*Exercise prompt*
Could you return every line of the records below that contains the word "title"?

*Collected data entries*
Segment Open

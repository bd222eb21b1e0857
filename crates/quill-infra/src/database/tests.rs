#[cfg(test)]
mod tests {
    use std::collections::BTreeMap;

    use chrono::Utc;
    use sea_orm::{DatabaseBackend, MockDatabase, MockExecResult, Value};
    use uuid::Uuid;

    use quill_core::error::RepoError;
    use quill_core::ports::{CommentRepository, PostRepository};

    use crate::database::entity::{post, post_category};
    use crate::database::postgres::{PostgresCommentRepository, PostgresPostRepository};
    use crate::database::DatabaseConnections;

    fn post_model(title: &str, slug: &str, published: bool) -> post::Model {
        let now = Utc::now();
        post::Model {
            id: Uuid::new_v4(),
            title: title.to_owned(),
            slug: slug.to_owned(),
            content: "Content".to_owned(),
            excerpt: None,
            cover_image: None,
            published,
            author_name: "Anonymous".to_owned(),
            author_username: "anonymous".to_owned(),
            author_avatar: None,
            read_time: "1 min read".to_owned(),
            views: 0,
            likes: 0,
            comments_count: 0,
            created_at: now.into(),
            updated_at: now.into(),
            published_at: published.then(|| now.into()),
        }
    }

    #[tokio::test]
    async fn find_by_slug_shapes_post_with_categories() {
        let model = post_model("Test Post", "test-post", true);
        let post_id = model.id;

        // First query fetches the post row, second the category join.
        let db = MockDatabase::new(DatabaseBackend::Postgres)
            .append_query_results([vec![model]])
            .append_query_results([Vec::<post_category::Model>::new()])
            .into_connection();

        let repo = PostgresPostRepository::new(db);

        let result = repo.find_by_slug("test-post").await.unwrap().unwrap();
        assert_eq!(result.post.id, post_id);
        assert_eq!(result.post.title, "Test Post");
        assert!(result.categories.is_empty());
    }

    #[tokio::test]
    async fn slug_exists_counts_colliding_rows() {
        let db = MockDatabase::new(DatabaseBackend::Postgres)
            .append_query_results([vec![BTreeMap::from([(
                "num_items",
                Value::BigInt(Some(1)),
            )])]])
            .append_query_results([vec![BTreeMap::from([(
                "num_items",
                Value::BigInt(Some(0)),
            )])]])
            .into_connection();

        let repo = PostgresPostRepository::new(db);

        assert!(repo.slug_exists("taken", None).await.unwrap());
        assert!(!repo.slug_exists("free", None).await.unwrap());
    }

    #[tokio::test]
    async fn delete_missing_post_is_not_found() {
        let db = MockDatabase::new(DatabaseBackend::Postgres)
            .append_exec_results([MockExecResult {
                last_insert_id: 0,
                rows_affected: 0,
            }])
            .into_connection();

        let repo = PostgresPostRepository::new(db);

        let err = repo.delete(Uuid::new_v4()).await.unwrap_err();
        assert!(matches!(err, RepoError::NotFound));
    }

    #[tokio::test]
    async fn increment_views_touches_one_row() {
        let db = MockDatabase::new(DatabaseBackend::Postgres)
            .append_exec_results([MockExecResult {
                last_insert_id: 0,
                rows_affected: 1,
            }])
            .into_connection();

        let repo = PostgresPostRepository::new(db);

        repo.increment_views(Uuid::new_v4()).await.unwrap();
    }

    #[tokio::test]
    async fn search_maps_rows_into_domain_posts() {
        let db = MockDatabase::new(DatabaseBackend::Postgres)
            .append_query_results([vec![post_model("React Basics", "react-basics", true)]])
            .into_connection();

        let repo = PostgresPostRepository::new(db);

        let hits = repo.search("react", 10).await.unwrap();
        assert_eq!(hits.len(), 1);
        assert_eq!(hits[0].slug, "react-basics");
    }

    #[test]
    fn like_wildcards_are_escaped() {
        use crate::database::postgres::escape_like;

        assert_eq!(escape_like("50% off"), "50\\% off");
        assert_eq!(escape_like("snake_case"), "snake\\_case");
        assert_eq!(escape_like("back\\slash"), "back\\\\slash");
        assert_eq!(escape_like("plain"), "plain");
    }

    #[tokio::test]
    async fn connections_close_shuts_down_the_pool() {
        let db = MockDatabase::new(DatabaseBackend::Postgres).into_connection();
        let connections = DatabaseConnections { main: db };
        connections.close().await.unwrap();
    }

    #[tokio::test]
    async fn comment_like_on_missing_comment_is_not_found() {
        let db = MockDatabase::new(DatabaseBackend::Postgres)
            .append_exec_results([MockExecResult {
                last_insert_id: 0,
                rows_affected: 0,
            }])
            .into_connection();

        let repo = PostgresCommentRepository::new(db);

        let err = repo.increment_likes(Uuid::new_v4()).await.unwrap_err();
        assert!(matches!(err, RepoError::NotFound));
    }
}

Segment Closed

*Task result*
    fn post_model(title: &str, slug: &str, published: bool) -> post::Model {
            title: title.to_owned(),
        assert_eq!(result.post.title, "Test Post");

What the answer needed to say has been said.